● TRY IT: Lines of the data that contain the word "lock" are the ones to copy.

● Stored items:
--------------------------------------------------

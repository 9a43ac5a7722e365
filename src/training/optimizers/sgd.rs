//! SGD optimizer implementation with momentum
//!
//! Update rule, per parameter `p` with gradient `g`:
//!
//! ```text
//! g   = g + weight_decay * p
//! buf = momentum * buf + g        (buf = g on the first step)
//! p   = p - lr * buf
//! ```

use std::collections::HashMap;

use candle_core::backprop::GradStore;
use candle_core::{Device, Tensor};
use candle_nn::VarMap;

use super::{Optimizer, OptimizerStateDict, TensorState};
use crate::error::{Error, Result};

/// SGD optimizer with momentum
pub struct SgdOptimizer {
    /// Variable map containing parameters
    var_map: VarMap,

    /// Device the momentum buffers live on
    device: Device,

    /// Learning rate
    learning_rate: f64,

    /// Momentum coefficient
    momentum: f64,

    /// Weight decay coefficient
    weight_decay: f64,

    /// Current step count
    step_count: usize,

    /// Momentum buffers keyed by variable name
    momentum_buffers: HashMap<String, Tensor>,
}

impl SgdOptimizer {
    /// Create a new SGD optimizer over every variable of `var_map`
    pub fn new(
        var_map: &VarMap,
        device: Device,
        learning_rate: f64,
        momentum: f64,
        weight_decay: f64,
    ) -> Self {
        Self {
            var_map: var_map.clone(),
            device,
            learning_rate,
            momentum,
            weight_decay,
            step_count: 0,
            momentum_buffers: HashMap::new(),
        }
    }

    /// Direction to move `param` in, updating its momentum buffer
    fn update_direction(&mut self, name: &str, param: &Tensor, grad: &Tensor) -> Result<Tensor> {
        let grad = if self.weight_decay > 0.0 {
            (grad + (param.detach() * self.weight_decay)?)?.detach()
        } else {
            grad.detach()
        };

        if self.momentum == 0.0 {
            return Ok(grad);
        }

        let buffer = match self.momentum_buffers.get(name) {
            Some(previous) => ((previous * self.momentum)? + &grad)?,
            None => grad,
        }
        .detach();
        self.momentum_buffers.insert(name.to_string(), buffer.clone());
        Ok(buffer)
    }

    pub fn momentum_buffers(&self) -> &HashMap<String, Tensor> {
        &self.momentum_buffers
    }
}

impl Optimizer for SgdOptimizer {
    fn name(&self) -> &str {
        if self.momentum > 0.0 {
            "sgd_momentum"
        } else {
            "sgd"
        }
    }

    fn step(&mut self, gradients: &GradStore) -> Result<()> {
        let var_map = self.var_map.clone();
        let vars = var_map
            .data()
            .lock()
            .map_err(|_| Error::internal("parameter map lock poisoned"))?;

        let mut names: Vec<&String> = vars.keys().collect();
        names.sort();

        for name in names {
            let var = &vars[name];
            let Some(grad) = gradients.get(var.as_tensor()) else {
                continue;
            };
            let direction = self.update_direction(name, var.as_tensor(), grad)?;
            let updated = var.as_tensor().sub(&(direction * self.learning_rate)?)?;
            var.set(&updated)?;
        }

        self.step_count += 1;
        Ok(())
    }

    fn learning_rate(&self) -> f64 {
        self.learning_rate
    }

    fn set_learning_rate(&mut self, lr: f64) {
        self.learning_rate = lr;
    }

    fn state_dict(&self) -> Result<OptimizerStateDict> {
        let mut state = HashMap::new();
        for (name, tensor) in &self.momentum_buffers {
            state.insert(name.clone(), TensorState::from_tensor(tensor)?);
        }

        let mut hyperparameters = HashMap::new();
        hyperparameters.insert("momentum".to_string(), self.momentum);
        hyperparameters.insert("weight_decay".to_string(), self.weight_decay);

        Ok(OptimizerStateDict {
            optimizer_type: self.name().to_string(),
            step_count: self.step_count,
            learning_rate: self.learning_rate,
            state,
            hyperparameters,
        })
    }

    fn load_state_dict(&mut self, state_dict: OptimizerStateDict) -> Result<()> {
        if !state_dict.optimizer_type.starts_with("sgd") {
            return Err(Error::config(format!(
                "cannot load '{}' state into an SGD optimizer",
                state_dict.optimizer_type
            )));
        }

        let mut buffers = HashMap::with_capacity(state_dict.state.len());
        {
            let vars = self
                .var_map
                .data()
                .lock()
                .map_err(|_| Error::internal("parameter map lock poisoned"))?;
            for (name, tensor_state) in &state_dict.state {
                let var = vars.get(name).ok_or_else(|| {
                    Error::shape_mismatch(format!("momentum buffer for unknown parameter '{}'", name))
                })?;
                if var.dims() != tensor_state.shape.as_slice() {
                    return Err(Error::shape_mismatch(format!(
                        "momentum buffer '{}' has shape {:?}, parameter has {:?}",
                        name,
                        tensor_state.shape,
                        var.dims()
                    )));
                }
                buffers.insert(name.clone(), tensor_state.to_tensor(&self.device)?);
            }
        }

        self.step_count = state_dict.step_count;
        self.learning_rate = state_dict.learning_rate;
        if let Some(&momentum) = state_dict.hyperparameters.get("momentum") {
            self.momentum = momentum;
        }
        if let Some(&weight_decay) = state_dict.hyperparameters.get("weight_decay") {
            self.weight_decay = weight_decay;
        }
        self.momentum_buffers = buffers;
        Ok(())
    }

    fn step_count(&self) -> usize {
        self.step_count
    }
}

#[cfg(test)]
mod tests {
    use super::*;
    use approx::assert_relative_eq;
    use candle_core::DType;
    use candle_nn::Init;

    fn single_weight(value: f64) -> (VarMap, Tensor) {
        let var_map = VarMap::new();
        let w = var_map
            .get(2, "w", Init::Const(value), DType::F32, &Device::Cpu)
            .unwrap();
        (var_map, w)
    }

    fn weight_values(var_map: &VarMap) -> Vec<f32> {
        let vars = var_map.data().lock().unwrap();
        vars["w"].as_tensor().to_vec1::<f32>().unwrap()
    }

    #[test]
    fn test_sgd_optimizer_creation() {
        let var_map = VarMap::new();
        let opt = SgdOptimizer::new(&var_map, Device::Cpu, 0.01, 0.9, 0.0001);

        assert_eq!(opt.name(), "sgd_momentum");
        assert_eq!(opt.learning_rate(), 0.01);
        assert_eq!(opt.step_count(), 0);
    }

    #[test]
    fn test_sgd_without_momentum() {
        let var_map = VarMap::new();
        let optimizer = SgdOptimizer::new(&var_map, Device::Cpu, 0.01, 0.0, 0.0001);
        assert_eq!(optimizer.name(), "sgd");
    }

    #[test]
    fn test_momentum_update_matches_reference() {
        let (var_map, w) = single_weight(1.0);
        let mut opt = SgdOptimizer::new(&var_map, Device::Cpu, 0.1, 0.9, 0.0);

        // loss = sum(w^2), grad = 2w
        let loss = w.sqr().unwrap().sum_all().unwrap();
        opt.step(&loss.backward().unwrap()).unwrap();
        assert_relative_eq!(weight_values(&var_map)[0], 0.8, epsilon = 1e-6);

        let w = var_map.data().lock().unwrap()["w"].as_tensor().clone();
        let loss = w.sqr().unwrap().sum_all().unwrap();
        opt.step(&loss.backward().unwrap()).unwrap();
        // buf = 0.9 * 2.0 + 1.6 = 3.4
        assert_relative_eq!(weight_values(&var_map)[0], 0.46, epsilon = 1e-6);
        assert_eq!(opt.step_count(), 2);
    }

    #[test]
    fn test_weight_decay_adds_to_gradient() {
        let (var_map, w) = single_weight(1.0);
        let mut opt = SgdOptimizer::new(&var_map, Device::Cpu, 0.1, 0.0, 0.5);

        let loss = w.sum_all().unwrap();
        opt.step(&loss.backward().unwrap()).unwrap();
        // grad = 1 + 0.5 * 1
        assert_relative_eq!(weight_values(&var_map)[1], 0.85, epsilon = 1e-6);
    }

    #[test]
    fn test_weight_decay_buffers_hold_no_graph() {
        let (var_map, _) = single_weight(1.0);
        let mut opt = SgdOptimizer::new(&var_map, Device::Cpu, 0.1, 0.9, 0.01);

        for _ in 0..3 {
            let w = var_map.data().lock().unwrap()["w"].as_tensor().clone();
            let loss = w.sqr().unwrap().sum_all().unwrap();
            opt.step(&loss.backward().unwrap()).unwrap();
        }

        let buffer = &opt.momentum_buffers()["w"];
        assert!(!buffer.track_op());
        let w = var_map.data().lock().unwrap()["w"].as_tensor().clone();
        assert!(w.is_variable());
    }

    #[test]
    fn test_state_dict_round_trip_restores_momentum() {
        let (var_map, w) = single_weight(1.0);
        let mut opt = SgdOptimizer::new(&var_map, Device::Cpu, 0.1, 0.9, 0.0);
        let loss = w.sqr().unwrap().sum_all().unwrap();
        opt.step(&loss.backward().unwrap()).unwrap();

        let state_dict = opt.state_dict().unwrap();
        assert_eq!(state_dict.state["w"].data, vec![2.0, 2.0]);

        let mut restored = SgdOptimizer::new(&var_map, Device::Cpu, 0.5, 0.9, 0.0);
        restored.load_state_dict(state_dict).unwrap();
        assert_eq!(restored.learning_rate(), 0.1);
        assert_eq!(restored.step_count(), 1);
        let buffer = restored.momentum_buffers()["w"].to_vec1::<f32>().unwrap();
        assert_eq!(buffer, vec![2.0, 2.0]);
    }

    #[test]
    fn test_load_rejects_mismatched_buffer_without_mutating() {
        let (var_map, _) = single_weight(1.0);
        let mut opt = SgdOptimizer::new(&var_map, Device::Cpu, 0.1, 0.9, 0.0);
        let mut state = HashMap::new();
        state.insert(
            "w".to_string(),
            TensorState {
                shape: vec![3],
                data: vec![0.0; 3],
                device: "Cpu".to_string(),
                dtype: "f32".to_string(),
            },
        );
        let state_dict = OptimizerStateDict {
            optimizer_type: "sgd_momentum".to_string(),
            step_count: 9,
            learning_rate: 0.5,
            state,
            hyperparameters: HashMap::new(),
        };

        assert!(opt.load_state_dict(state_dict).is_err());
        assert_eq!(opt.step_count(), 0);
        assert_eq!(opt.learning_rate(), 0.1);
    }
}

--------------------------------------------------

● TASK RESULT:
            .lock()
            .map_err(|_| Error::internal("parameter map lock poisoned"))?;
                .lock()
                .map_err(|_| Error::internal("parameter map lock poisoned"))?;
        let vars = var_map.data().lock().unwrap();
        let w = var_map.data().lock().unwrap()["w"].as_tensor().clone();
            let w = var_map.data().lock().unwrap()["w"].as_tensor().clone();
        let w = var_map.data().lock().unwrap()["w"].as_tensor().clone();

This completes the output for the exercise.